Hi all,
We've been seeing periodic crashes (~3-4x/day) for a while and hope someone might have insight on what could be causing this.
Our setup:
- RabbitMQ version: 3.8.14, but we have seen this since at least 3.7.x.
- Queue is used by PHP and Go services. Messages are small and rates are usually < 20/s
The problem:
Several times a day, we see a CPU spike, uncorrelated to any increase in load, then we see rabbitmq crash with the following in the error log.

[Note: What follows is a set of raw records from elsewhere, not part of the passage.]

//! shooter_board - create, sample, validate, inspect and convert board files.

mod display;

use std::io::stdout;
use std::path::{Path, PathBuf};

use clap::{Parser, Subcommand};
use rand::rngs::StdRng;
use rand::SeedableRng;
use tracing::{info, Level};
use tracing_subscriber::FmtSubscriber;

use shooter_board::codec::{self, Format};
use shooter_board::compute::init_board;
use shooter_board::config::BoardConfig;
use shooter_board::entities::GameBoard;
use shooter_board::error::Result;
use shooter_board::sample::sample_board;
use shooter_board::validate::validate_board;

use display::Painter;

/// Tooling for shooter game board files (JSON or TOML).
#[derive(Parser)]
#[command(name = "shooter_board")]
#[command(author, version, about, long_about = None)]
struct Cli {
    /// Enable verbose logging
    #[arg(short, long)]
    verbose: bool,

    /// Disable colored output
    #[arg(long)]
    no_color: bool,

    #[command(subcommand)]
    command: Commands,
}

#[derive(Subcommand)]
enum Commands {
    /// Create an empty board from config defaults
    New {
        /// Board config file (TOML)
        #[arg(short, long)]
        config: Option<PathBuf>,

        /// Output file; format follows its extension
        #[arg(short, long)]
        output: Option<PathBuf>,

        /// Format used when writing to stdout
        #[arg(short, long, default_value = "json")]
        format: Format,
    },

    /// Generate a board filled with random entities
    Sample {
        /// Board config file (TOML)
        #[arg(short, long)]
        config: Option<PathBuf>,

        /// Number of entities
        #[arg(short, long, default_value = "8")]
        entities: usize,

        /// RNG seed; random when omitted
        #[arg(short, long)]
        seed: Option<u64>,

        /// Output file; format follows its extension
        #[arg(short, long)]
        output: Option<PathBuf>,

        /// Format used when writing to stdout
        #[arg(short, long, default_value = "json")]
        format: Format,
    },

    /// Check a board file against the board invariants
    Validate {
        /// Board file
        input: PathBuf,
    },

    /// Print a report of a board file
    Show {
        /// Board file
        input: PathBuf,
    },

    /// Convert a board file between JSON and TOML
    Convert {
        /// Source board file
        input: PathBuf,

        /// Destination board file
        output: PathBuf,
    },
}

fn main() -> Result<(), Box<dyn std::error::Error>> {
    let cli = Cli::parse();

    // Logs go to stderr so stdout stays clean for board output
    let log_level = if cli.verbose { Level::DEBUG } else { Level::INFO };
    let subscriber = FmtSubscriber::builder()
        .with_max_level(log_level)
        .with_ansi(!cli.no_color)
        .with_writer(std::io::stderr)
        .finish();
    tracing::subscriber::set_global_default(subscriber)?;

    let color = !cli.no_color;

    match cli.command {
        Commands::New {
            config,
            output,
            format,
        } => {
            let config = load_config(config.as_deref())?;
            emit(&init_board(&config), output.as_deref(), format)?;
        }

        Commands::Sample {
            config,
            entities,
            seed,
            output,
            format,
        } => {
            let config = load_config(config.as_deref())?;
            let seed = seed.unwrap_or_else(rand::random);
            info!(seed, entities, "sampling board");
            let board = sample_board(&config, entities, &mut StdRng::seed_from_u64(seed));
            emit(&board, output.as_deref(), format)?;
        }

        Commands::Validate { input } => {
            let board = codec::load_board(&input)?;
            let violations = validate_board(&board);
            let mut out = stdout();
            display::render_violations(&mut Painter::new(&mut out, color), &violations)?;
            // the report above already lists every problem
            if !violations.is_empty() {
                std::process::exit(1);
            }
        }

        Commands::Show { input } => {
            let board = codec::load_board(&input)?;
            let violations = validate_board(&board);
            let mut out = stdout();
            display::render_report(&mut Painter::new(&mut out, color), &board, &violations)?;
        }

        Commands::Convert { input, output } => {
            let board = codec::load_board(&input)?;
            codec::save_board(&output, &board)?;
            info!(
                from = %input.display(),
                to = %output.display(),
                "converted board"
            );
        }
    }

    Ok(())
}

fn load_config(path: Option<&Path>) -> Result<BoardConfig> {
    Ok(match path {
        Some(path) => BoardConfig::load(path)?,
        None => BoardConfig::default(),
    })
}

/// Write `board` to `output`, or to stdout in `format` when no file is given.
fn emit(board: &GameBoard, output: Option<&Path>, format: Format) -> Result<()> {
    match output {
        Some(path) => {
            codec::save_board(path, board)?;
            info!(path = %path.display(), "wrote board");
        }
        None => println!("{}", codec::encode_board(board, format)?),
    }
    Ok(())
}
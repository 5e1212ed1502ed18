pub mod codec;
pub mod color;
pub mod compute;
pub mod config;
pub mod entities;
pub mod error;
pub mod sample;
pub mod validate;
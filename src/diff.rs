use serde_json::Value;

use crate::types::{DeviceState, Event};

/// One changed leaf between two JSON documents, addressed by dotted path.
#[derive(Debug, Clone, PartialEq)]
pub(crate) struct Change {
    pub path: String,
    pub old: Value,
    pub new: Value,
}

/// Collect leaf-level changes from `previous` to `current`. Keys present only
/// in `previous` are reported with a `null` new value.
pub(crate) fn diff_json(previous: &Value, current: &Value, path_prefix: &str, changes: &mut Vec<Change>) {
    match (previous, current) {
        (Value::Object(prev_map), Value::Object(curr_map)) => {
            for (key, curr_val) in curr_map {
                let path = join_path(path_prefix, key);
                let prev_val = prev_map.get(key).unwrap_or(&Value::Null);
                if prev_val.is_null() && curr_val.is_object() {
                    diff_json(&Value::Object(serde_json::Map::new()), curr_val, &path, changes);
                } else {
                    diff_json(prev_val, curr_val, &path, changes);
                }
            }
            for (key, prev_val) in prev_map {
                if !curr_map.contains_key(key) {
                    changes.push(Change {
                        path: join_path(path_prefix, key),
                        old: prev_val.clone(),
                        new: Value::Null,
                    });
                }
            }
        }
        (prev, curr) if prev != curr => changes.push(Change {
            path: path_prefix.to_string(),
            old: prev.clone(),
            new: curr.clone(),
        }),
        _ => {}
    }
}

fn join_path(prefix: &str, key: &str) -> String {
    if prefix.is_empty() {
        key.to_string()
    } else {
        format!("{prefix}.{key}")
    }
}

/// Typed events for the fields that differ between two snapshots. With no
/// previous snapshot every field is reported.
pub(crate) fn snapshot_events(previous: Option<&DeviceState>, current: &DeviceState) -> Vec<Event> {
    let mut events = Vec::new();

    if previous.is_none_or(|p| p.name != current.name) {
        events.push(Event::NameChanged {
            name: current.name.clone(),
        });
    }
    if previous.is_none_or(|p| p.hvac_mode != current.hvac_mode) {
        events.push(Event::ModeChanged {
            mode: current.hvac_mode,
        });
    }
    if previous.is_none_or(|p| p.target_temperature != current.target_temperature) {
        events.push(Event::TargetTemperatureChanged {
            temperature: current.target_temperature,
        });
    }
    if previous.is_none_or(|p| p.current_temperature != current.current_temperature) {
        events.push(Event::CurrentTemperatureChanged {
            temperature: current.current_temperature,
        });
    }

    events
}
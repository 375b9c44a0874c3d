use async_trait::async_trait;

use crate::Result;
use crate::protocol::RawDeviceState;
use crate::types::{Account, Credentials, TokenBundle};

/// Operations the integration needs from the vendor cloud.
///
/// Implemented over HTTP by [`LuxClient`](crate::LuxClient); tests substitute
/// an in-memory thermostat.
#[async_trait]
pub trait ThermostatApi: Send + Sync {
    /// Fetch the account, with its locations and their devices.
    async fn get_user(&self) -> Result<Account>;

    /// Fetch the full state object of one device.
    async fn get_device_state(&self, device_id: &str) -> Result<RawDeviceState>;

    /// Replace the full state object of one device. Returns the updated
    /// object as the server echoes it.
    async fn set_device_state(
        &self,
        device_id: &str,
        state: &RawDeviceState,
    ) -> Result<RawDeviceState>;
}

/// Exchanges user credentials for a token bundle. Token acquisition and
/// refresh live outside this crate.
#[async_trait]
pub trait Authenticator: Send + Sync {
    async fn login(&self, credentials: &Credentials) -> Result<TokenBundle>;
}
use serde::{Deserialize, Serialize};
use serde_json::{Map, Value};

use crate::types::*;
use crate::{Error, Result};

pub const DEFAULT_BASE_URL: &str = "https://api.luxproducts.com";

pub const FIELD_NAME: &str = "name";
pub const FIELD_SYSTEM_MODE: &str = "systemmode";
pub const FIELD_HOLD_HEAT: &str = "holdheat";
pub const FIELD_CURRENT_TEMP: &str = "currenttemp";

pub const FALLBACK_DEVICE_ID: &str = "luxtherm_0";
pub const FALLBACK_DEVICE_NAME: &str = "Unnamed Lux Geo";

pub fn user_path() -> &'static str {
    "/v1/user"
}

pub fn device_state_path(device_id: &str) -> String {
    format!("/v1/devices/{device_id}/state")
}

/// Device state object exactly as the vendor returns it. Writes must send
/// the whole object back, so unknown fields are preserved.
#[derive(Debug, Clone, Default, PartialEq, Serialize, Deserialize)]
#[serde(transparent)]
pub struct RawDeviceState(Map<String, Value>);

impl RawDeviceState {
    pub fn new(fields: Map<String, Value>) -> Self {
        Self(fields)
    }

    pub fn from_value(value: Value) -> Result<Self> {
        match value {
            Value::Object(map) => Ok(Self(map)),
            other => Err(Error::Protocol(format!(
                "device state is not an object: {other}"
            ))),
        }
    }

    pub fn get(&self, field: &str) -> Option<&Value> {
        self.0.get(field)
    }

    pub fn name(&self) -> Option<&str> {
        self.0.get(FIELD_NAME).and_then(|v| v.as_str())
    }

    /// Raw `systemmode`, tolerating integer codes sent as floats. A
    /// fractional value is not a code.
    pub fn system_mode(&self) -> Option<i64> {
        let v = self.0.get(FIELD_SYSTEM_MODE)?;
        v.as_i64().or_else(|| {
            v.as_f64()
                .filter(|f| f.fract() == 0.0)
                .map(|f| f as i64)
        })
    }

    pub fn hold_heat(&self) -> Option<f64> {
        self.0.get(FIELD_HOLD_HEAT).and_then(|v| v.as_f64())
    }

    pub fn current_temp(&self) -> Option<f64> {
        self.0.get(FIELD_CURRENT_TEMP).and_then(|v| v.as_f64())
    }

    pub fn set_system_mode(&mut self, mode: HvacMode) {
        self.0
            .insert(FIELD_SYSTEM_MODE.to_string(), Value::from(mode.as_lux_code()));
    }

    pub fn set_hold_heat(&mut self, temperature: f64) {
        self.0
            .insert(FIELD_HOLD_HEAT.to_string(), Value::from(temperature));
    }

    pub fn to_value(&self) -> Value {
        Value::Object(self.0.clone())
    }
}

/// Build a snapshot from a raw state. Every field must be present; a
/// `systemmode` that is present but not 1 maps to off.
pub fn snapshot_from_raw(device_id: &str, raw: &RawDeviceState) -> Result<DeviceState> {
    let name = raw
        .name()
        .ok_or_else(|| missing_field(FIELD_NAME))?
        .to_string();
    if raw.get(FIELD_SYSTEM_MODE).is_none_or(Value::is_null) {
        return Err(missing_field(FIELD_SYSTEM_MODE));
    }
    let hvac_mode = raw
        .system_mode()
        .map(HvacMode::from_lux_code)
        .unwrap_or(HvacMode::Off);
    let target_temperature = raw.hold_heat().ok_or_else(|| missing_field(FIELD_HOLD_HEAT))?;
    let current_temperature = raw
        .current_temp()
        .ok_or_else(|| missing_field(FIELD_CURRENT_TEMP))?;

    Ok(DeviceState {
        id: device_id.to_string(),
        name,
        hvac_mode,
        target_temperature,
        current_temperature,
    })
}

fn missing_field(field: &str) -> Error {
    Error::Protocol(format!("device state missing or invalid `{field}`"))
}

/// Resolve the device a coordinator will own. Strict: every level must exist.
pub fn resolve_device(account: &Account) -> Result<(String, Option<String>)> {
    let locations = match account.locations.as_deref() {
        Some(l) if !l.is_empty() => l,
        _ => return Err(Error::Setup("no locations found in account".into())),
    };
    let devices = match locations[0].devices.as_deref() {
        Some(d) if !d.is_empty() => d,
        _ => return Err(Error::Setup("no devices found in first location".into())),
    };
    match devices[0].id.as_deref() {
        Some(id) if !id.is_empty() => Ok((id.to_string(), devices[0].name.clone())),
        _ => Err(Error::Setup("first device has no id".into())),
    }
}

/// Device id and title used when creating a configuration. Lenient: falls
/// back to placeholders when the account lists no device.
pub fn device_for_entry(account: &Account) -> (String, String) {
    let device = account.first_device();
    let id = device
        .and_then(|d| d.id.clone())
        .filter(|id| !id.is_empty())
        .unwrap_or_else(|| FALLBACK_DEVICE_ID.to_string());
    let name = device
        .and_then(|d| d.name.clone())
        .unwrap_or_else(|| FALLBACK_DEVICE_NAME.to_string());
    (id, name)
}
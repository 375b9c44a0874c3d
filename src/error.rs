use std::fmt;

#[derive(Debug)]
pub enum Error {
    Http(reqwest::Error),
    Json(serde_json::Error),
    Io(std::io::Error),
    /// The API rejected the cached tokens (401/403).
    Unauthorized,
    /// Login was refused at configuration time.
    InvalidAuth(String),
    /// The account could not be fetched at configuration time.
    CannotConnect(String),
    /// The account cannot back a coordinator. Not retried.
    Setup(String),
    NotInitialized,
    /// First refresh failed; the host should retry setup later.
    NotReady(String),
    Protocol(String),
    Timeout,
    UpdateFailed(String),
}

impl fmt::Display for Error {
    fn fmt(&self, f: &mut fmt::Formatter<'_>) -> fmt::Result {
        match self {
            Error::Http(e) => write!(f, "HTTP error: {e}"),
            Error::Json(e) => write!(f, "JSON error: {e}"),
            Error::Io(e) => write!(f, "IO error: {e}"),
            Error::Unauthorized => write!(f, "unauthorized (tokens rejected)"),
            Error::InvalidAuth(msg) => write!(f, "invalid authentication: {msg}"),
            Error::CannotConnect(msg) => write!(f, "cannot connect: {msg}"),
            Error::Setup(msg) => write!(f, "setup error: {msg}"),
            Error::NotInitialized => write!(f, "coordinator not initialized"),
            Error::NotReady(msg) => write!(f, "not ready: {msg}"),
            Error::Protocol(msg) => write!(f, "protocol error: {msg}"),
            Error::Timeout => write!(f, "refresh timed out"),
            Error::UpdateFailed(msg) => write!(f, "error communicating with API: {msg}"),
        }
    }
}

impl std::error::Error for Error {
    fn source(&self) -> Option<&(dyn std::error::Error + 'static)> {
        match self {
            Error::Http(e) => Some(e),
            Error::Json(e) => Some(e),
            Error::Io(e) => Some(e),
            _ => None,
        }
    }
}

impl Error {
    /// Setup errors leave the configuration unusable until it is reloaded.
    pub fn is_fatal(&self) -> bool {
        matches!(self, Error::Setup(_))
    }
}

impl From<reqwest::Error> for Error {
    fn from(e: reqwest::Error) -> Self {
        Error::Http(e)
    }
}

impl From<serde_json::Error> for Error {
    fn from(e: serde_json::Error) -> Self {
        Error::Json(e)
    }
}

impl From<std::io::Error> for Error {
    fn from(e: std::io::Error) -> Self {
        Error::Io(e)
    }
}

pub type Result<T> = std::result::Result<T, Error>;
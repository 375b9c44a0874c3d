use std::fmt;
use std::ops::BitOr;

use chrono::{DateTime, Utc};
use serde::{Deserialize, Serialize};
use serde_json::{Map, Value};

/// Thermostat operating mode. The vendor encodes it as an integer.
#[derive(Debug, Clone, Copy, PartialEq, Eq, Default, Serialize, Deserialize)]
#[serde(rename_all = "lowercase")]
pub enum HvacMode {
    #[default]
    Off,
    Heat,
}

impl HvacMode {
    /// Map the vendor `systemmode` code. Anything but 1 is treated as off.
    pub fn from_lux_code(code: i64) -> Self {
        match code {
            1 => HvacMode::Heat,
            _ => HvacMode::Off,
        }
    }

    pub fn as_lux_code(&self) -> i64 {
        match self {
            HvacMode::Off => 0,
            HvacMode::Heat => 1,
        }
    }

    pub fn as_str(&self) -> &'static str {
        match self {
            HvacMode::Off => "off",
            HvacMode::Heat => "heat",
        }
    }
}

impl fmt::Display for HvacMode {
    fn fmt(&self, f: &mut fmt::Formatter<'_>) -> fmt::Result {
        f.write_str(self.as_str())
    }
}

#[derive(Debug, Clone, Copy, PartialEq, Eq, Serialize)]
pub enum TemperatureUnit {
    #[serde(rename = "°F")]
    Fahrenheit,
    #[serde(rename = "°C")]
    Celsius,
}

/// Climate feature flags as understood by the host platform.
#[derive(Debug, Clone, Copy, PartialEq, Eq, Default, Serialize)]
#[serde(transparent)]
pub struct ClimateFeatures(u32);

impl ClimateFeatures {
    pub const TARGET_TEMPERATURE: Self = Self(1);
    pub const TURN_OFF: Self = Self(128);
    pub const TURN_ON: Self = Self(256);

    pub fn bits(&self) -> u32 {
        self.0
    }

    pub fn contains(&self, other: Self) -> bool {
        self.0 & other.0 == other.0
    }
}

impl BitOr for ClimateFeatures {
    type Output = Self;

    fn bitor(self, rhs: Self) -> Self {
        Self(self.0 | rhs.0)
    }
}

/// A fully formed copy of the device's remote state at one point in time.
#[derive(Debug, Clone, PartialEq, Serialize)]
pub struct DeviceState {
    pub id: String,
    pub name: String,
    pub hvac_mode: HvacMode,
    pub target_temperature: f64,
    pub current_temperature: f64,
}

/// Account object returned by the vendor's "current user" call.
#[derive(Debug, Clone, Default, Deserialize)]
pub struct Account {
    #[serde(default, rename = "location")]
    pub locations: Option<Vec<Location>>,
}

#[derive(Debug, Clone, Default, Deserialize)]
pub struct Location {
    #[serde(default)]
    pub name: Option<String>,
    #[serde(default)]
    pub devices: Option<Vec<DeviceSummary>>,
}

#[derive(Debug, Clone, Default, Deserialize)]
pub struct DeviceSummary {
    #[serde(default)]
    pub id: Option<String>,
    #[serde(default)]
    pub name: Option<String>,
}

impl Account {
    /// First device of the first location, if the account has one.
    pub fn first_device(&self) -> Option<&DeviceSummary> {
        self.locations
            .as_deref()?
            .first()?
            .devices
            .as_deref()?
            .first()
    }
}

/// Opaque token bundle produced by the auth provider. Unknown fields are kept
/// so the bundle can be persisted and handed back verbatim.
#[derive(Clone, Default, PartialEq, Serialize, Deserialize)]
pub struct TokenBundle {
    #[serde(default)]
    pub access_token: String,
    #[serde(default, skip_serializing_if = "Option::is_none")]
    pub refresh_token: Option<String>,
    #[serde(default, skip_serializing_if = "Option::is_none")]
    pub expires_at: Option<DateTime<Utc>>,
    #[serde(flatten)]
    pub extra: Map<String, Value>,
}

impl TokenBundle {
    pub fn new(access_token: impl Into<String>) -> Self {
        Self {
            access_token: access_token.into(),
            ..Default::default()
        }
    }

    pub fn is_empty(&self) -> bool {
        self.access_token.is_empty()
    }
}

impl fmt::Debug for TokenBundle {
    fn fmt(&self, f: &mut fmt::Formatter<'_>) -> fmt::Result {
        f.debug_struct("TokenBundle")
            .field("access_token", &"<redacted>")
            .field("expires_at", &self.expires_at)
            .finish_non_exhaustive()
    }
}

#[derive(Clone, PartialEq, Serialize, Deserialize)]
pub struct Credentials {
    pub username: String,
    pub password: String,
}

impl Credentials {
    pub fn new(username: impl Into<String>, password: impl Into<String>) -> Self {
        Self {
            username: username.into(),
            password: password.into(),
        }
    }
}

impl fmt::Debug for Credentials {
    fn fmt(&self, f: &mut fmt::Formatter<'_>) -> fmt::Result {
        f.debug_struct("Credentials")
            .field("username", &self.username)
            .field("password", &"<redacted>")
            .finish()
    }
}

/// Persisted configuration for one thermostat. Stored by the host and
/// supplied back unchanged at startup.
#[derive(Debug, Clone, PartialEq, Serialize, Deserialize)]
pub struct EntryData {
    pub username: String,
    pub password: String,
    pub device_id: String,
    #[serde(alias = "title")]
    pub name: String,
    #[serde(default)]
    pub tokens: TokenBundle,
}

impl EntryData {
    pub fn credentials(&self) -> Credentials {
        Credentials::new(self.username.clone(), self.password.clone())
    }
}

/// Changes between two consecutive snapshots.
#[derive(Debug, Clone, PartialEq)]
pub enum Event {
    NameChanged { name: String },
    ModeChanged { mode: HvacMode },
    TargetTemperatureChanged { temperature: f64 },
    CurrentTemperatureChanged { temperature: f64 },
}

/// Host-facing attributes of the climate entity.
#[derive(Debug, Clone, PartialEq, Serialize)]
pub struct ClimateState {
    pub unique_id: String,
    pub name: String,
    pub hvac_mode: HvacMode,
    pub hvac_modes: Vec<HvacMode>,
    pub target_temperature: Option<f64>,
    pub target_temperature_step: f64,
    pub current_temperature: Option<f64>,
    pub temperature_unit: TemperatureUnit,
    pub supported_features: ClimateFeatures,
}
//! Refresh coordinator for one thermostat.
//!
//! The coordinator resolves the device once, then keeps a snapshot of its
//! remote state fresh by polling. Refreshes triggered by the timer and by
//! writes are serialized so only one `get_device_state` call is ever in
//! flight; a request that queues behind a refresh which started after it
//! arrived reuses that refresh's outcome instead of issuing another call.

use std::sync::atomic::{AtomicBool, AtomicU64, Ordering};
use std::sync::{Arc, Mutex, MutexGuard, OnceLock, RwLock, Weak};
use std::time::Duration;

use tokio::task::JoinHandle;
use tokio::time::{Instant, MissedTickBehavior, interval_at, timeout};
use tracing::{debug, error, info, trace, warn};

use crate::api::ThermostatApi;
use crate::diff::snapshot_events;
use crate::protocol::{resolve_device, snapshot_from_raw};
use crate::types::*;
use crate::{DOMAIN, Error, Result};

pub const DEFAULT_UPDATE_INTERVAL: Duration = Duration::from_secs(30);
pub const DEFAULT_REFRESH_TIMEOUT: Duration = Duration::from_secs(10);

pub type SnapshotCallback = Arc<dyn Fn(&DeviceState) + Send + Sync>;
pub type FailureCallback = Arc<dyn Fn(&Error) + Send + Sync>;
pub type EventCallback = Arc<dyn Fn(&Event) + Send + Sync>;

#[derive(Debug, Clone, Copy, PartialEq, Eq, Hash)]
pub struct SubscriptionId(u64);

#[derive(Clone)]
enum Listener {
    Snapshot(SnapshotCallback),
    Failure(FailureCallback),
    Event(EventCallback),
}

type RefreshOutcome = std::result::Result<Arc<DeviceState>, String>;

pub struct CoordinatorBuilder {
    api: Arc<dyn ThermostatApi>,
    name: String,
    update_interval: Duration,
    refresh_timeout: Duration,
}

Note that when we collected the data on this particular incident, we were using RabbitMQ 3.8.9, but the crashes have continued on 3.8.14 with the same error message and behavior.
-----------
2021-03-19 02:37:03.493 [error] <0.362.618> Supervisor {<0.362.618>,rabbit_channel_sup_sup} had child channel_sup started with rabbit_channel_sup:start_link() at undefined exit with reason shutdown in context shutdown_error
2021-03-19 02:40:31.532 [error] <0.18589.464> ** Generic server aten_detector terminating
** Last message in was poll
** When Server state == {state,#Ref<0.
2392762665.3115581441.7108>,5000,0.99,#{},#{}}
** Reason for termination ==
** {{timeout,{gen_server,call,[aten_sink,get_failure_probabilities]}},[{gen_server,call,2,[{file,"gen_server.erl"},{line,238}]},{aten_detector,handle_info,2,[{file,"src/aten_detector.erl"},{line,103}]},{gen_server,try_dispatch,4,[{file,"gen_server.erl"},{line,680}]},{gen_server,handle_msg,6,[{file,"gen_server.erl"},{line,756}]},{proc_lib,init_p_do_apply,3,[{file,"proc_lib.erl"},{line,226}]}]}
2021-03-19 02:40:46.786 [error] <0.18589.464> CRASH REPORT Process aten_detector with 0 neighbours exited with reason: {timeout,{gen_server,call,[aten_sink,get_failure_probabilities]}} in gen_server:call/2 line 238
2021-03-19 02:41:00.864 [error] <0.235.0> Supervisor aten_sup had child aten_detector started with aten_detector:start_link() at <0.18589.464> exit with reason {timeout,{gen_server,call,[aten_sink,get_failure_probabilities]}} in context child_terminated
-----------
Here's a chart where you can see the regular spikes in CPU corresponding to crashes:
Zooming in on the last crash:
Same crash from the management panel:
As you can see, there's no increase in messages before the crash. We thought the churn caused by PHP connections might be an issue, so we later added
amqproxy, reducing connections to < 2/s, but the crashes have continued.
Attached are our config files and logs. Let me know if there's anything else that would be helpful!
Thanks,
Antonio